I just wanna buy a tempur-pedic so i can drink in bed and not spill
Two grown ass men just come into the bar riding humongous tricyles
It was either a cute kinda butch tomgirl or a really fem guy. Either way, I made out with it. Bisexuality, my best friend.
we boned then he told me that he had a thing for my gay roommate. worst night ever
I'm still trying to figure out how you came back with chinese food, and a spoon covered in icing saying 'cake..'
Instead of politely asking me to shave, he passive-aggressively left me a groupon for a bikini wax. So I passive-aggresively fucked his roommate. And his roommate didn't mind my bush when he went down on me. Anyway, do you want the groupon or not?
So we'll go out later for condoms and cake batter... aka grocery shopping for champions.
perfect. if all else fails remind him how anxious he is. talk real fast and induce a panic attack that only I can remedy with xanax.
fuck it. im taking monday off to do some Jagering.

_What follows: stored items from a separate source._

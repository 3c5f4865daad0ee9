use std::time::Duration;

use anyhow::{Context, Result};
use log::debug;
use reqwest::StatusCode;
use reqwest::blocking::{Client, RequestBuilder};

use super::error::KnowledgeError;
use super::graph::{ConceptDetail, ConceptId, ExtractionAck, ExtractionJob, KnowledgeGraph};
use super::parse::{
    parse_concept_detail, parse_extraction_ack, parse_extraction_job, parse_graph,
};

/// Operations the graph view needs from the knowledge backend.
///
/// Every call blocks, so callers run them on worker threads and never from
/// the frame callback.
pub trait KnowledgeApi: Send + Sync {
    fn fetch_graph(&self, limit: usize) -> Result<KnowledgeGraph, KnowledgeError>;

    fn fetch_concept_detail(&self, id: ConceptId) -> Result<ConceptDetail, KnowledgeError>;

    fn trigger_bulk_extraction(&self, limit: usize) -> Result<ExtractionAck, KnowledgeError>;

    fn extraction_status(&self, job_id: &str) -> Result<ExtractionJob, KnowledgeError>;
}

pub struct HttpKnowledgeApi {
    base_url: String,
    client: Client,
}

impl HttpKnowledgeApi {
    pub fn new(base_url: &str, timeout: Duration) -> Result<Self> {
        let client = Client::builder()
            .timeout(timeout)
            .build()
            .context("failed to build HTTP client for the knowledge API")?;

        Ok(Self {
            base_url: base_url.trim_end_matches('/').to_owned(),
            client,
        })
    }

    fn url(&self, path: &str) -> String {
        format!("{}/knowledge-graph{path}", self.base_url)
    }

    fn send(&self, request: RequestBuilder, url: &str) -> Result<(StatusCode, String), KnowledgeError> {
        debug!("knowledge api request: {url}");
        let response = request.send().map_err(|source| KnowledgeError::Transport {
            url: url.to_owned(),
            source,
        })?;

        let status = response.status();
        let body = response.text().map_err(|source| KnowledgeError::Transport {
            url: url.to_owned(),
            source,
        })?;
        Ok((status, body))
    }

    fn expect_success(
        url: &str,
        status: StatusCode,
        body: String,
    ) -> Result<String, KnowledgeError> {
        if status.is_success() {
            Ok(body)
        } else {
            Err(KnowledgeError::Status {
                url: url.to_owned(),
                status: status.as_u16(),
                body,
            })
        }
    }

    fn concept_detail_response(
        id: ConceptId,
        url: &str,
        status: StatusCode,
        body: String,
    ) -> Result<ConceptDetail, KnowledgeError> {
        if status == StatusCode::NOT_FOUND {
            return Err(KnowledgeError::NotFound(id));
        }
        parse_concept_detail(&Self::expect_success(url, status, body)?)
    }
}

impl KnowledgeApi for HttpKnowledgeApi {
    fn fetch_graph(&self, limit: usize) -> Result<KnowledgeGraph, KnowledgeError> {
        let url = self.url("");
        let request = self.client.get(&url).query(&[("limit", limit)]);
        let (status, body) = self.send(request, &url)?;
        parse_graph(&Self::expect_success(&url, status, body)?)
    }

    fn fetch_concept_detail(&self, id: ConceptId) -> Result<ConceptDetail, KnowledgeError> {
        let url = self.url(&format!("/concept/{id}"));
        let (status, body) = self.send(self.client.get(&url), &url)?;
        Self::concept_detail_response(id, &url, status, body)
    }

    fn trigger_bulk_extraction(&self, limit: usize) -> Result<ExtractionAck, KnowledgeError> {
        let url = self.url("/extract-all");
        let request = self.client.post(&url).query(&[("limit", limit)]);
        let (status, body) = self.send(request, &url)?;
        parse_extraction_ack(&Self::expect_success(&url, status, body)?)
    }

    fn extraction_status(&self, job_id: &str) -> Result<ExtractionJob, KnowledgeError> {
        let url = self.url(&format!("/extract-all/jobs/{job_id}"));
        let (status, body) = self.send(self.client.get(&url), &url)?;
        parse_extraction_job(&Self::expect_success(&url, status, body)?)
    }
}

#[cfg(test)]
mod tests {
    use super::*;

    #[test]
    fn base_url_trailing_slash_is_trimmed() {
        let api = HttpKnowledgeApi::new("http://localhost:8000/api/", Duration::from_secs(1))
            .unwrap();
        assert_eq!(
            api.url("/concept/4"),
            "http://localhost:8000/api/knowledge-graph/concept/4"
        );
        assert_eq!(api.url(""), "http://localhost:8000/api/knowledge-graph");
    }

    #[test]
    fn non_success_status_keeps_body() {
        let error = HttpKnowledgeApi::expect_success(
            "http://x/knowledge-graph",
            StatusCode::INTERNAL_SERVER_ERROR,
            "boom".to_owned(),
        )
        .unwrap_err();

        match error {
            KnowledgeError::Status { status, body, .. } => {
                assert_eq!(status, 500);
                assert_eq!(body, "boom");
            }
            other => panic!("unexpected error: {other}"),
        }
    }

    #[test]
    fn missing_concept_maps_to_not_found() {
        let error = HttpKnowledgeApi::concept_detail_response(
            7,
            "http://x/knowledge-graph/concept/7",
            StatusCode::NOT_FOUND,
            r#"{"detail": "Concept not found"}"#.to_owned(),
        )
        .unwrap_err();
        assert!(matches!(error, KnowledgeError::NotFound(7)));

        let detail = HttpKnowledgeApi::concept_detail_response(
            7,
            "http://x/knowledge-graph/concept/7",
            StatusCode::OK,
            r#"{"id": 7, "name": "Rust", "concept_type": "technology", "mention_count": 3, "reports": []}"#
                .to_owned(),
        )
        .unwrap();
        assert_eq!(detail.name, "Rust");
    }

}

It is a sign that I need a fresh start when Kelly Clarksons new album tells the story of my life.
So which one of you fuckers changed my backgrounds while I was passed out to me holding a chicken like the statue of liberty?
He told me to be careful with the shrooms because he mostly had caps left. He sounded apologetic but that's the best news all week.
I feel like you're gonna be reading this at 6 AM in a ditch or under a bridge, but please remember...I offered to drive you home. And you said no.
The sad thing is that it's 6:45 and you're not far off.
Holy sore nipples Batman
He texted his hospitalized grandma while inside me, so really a perfect gentleman.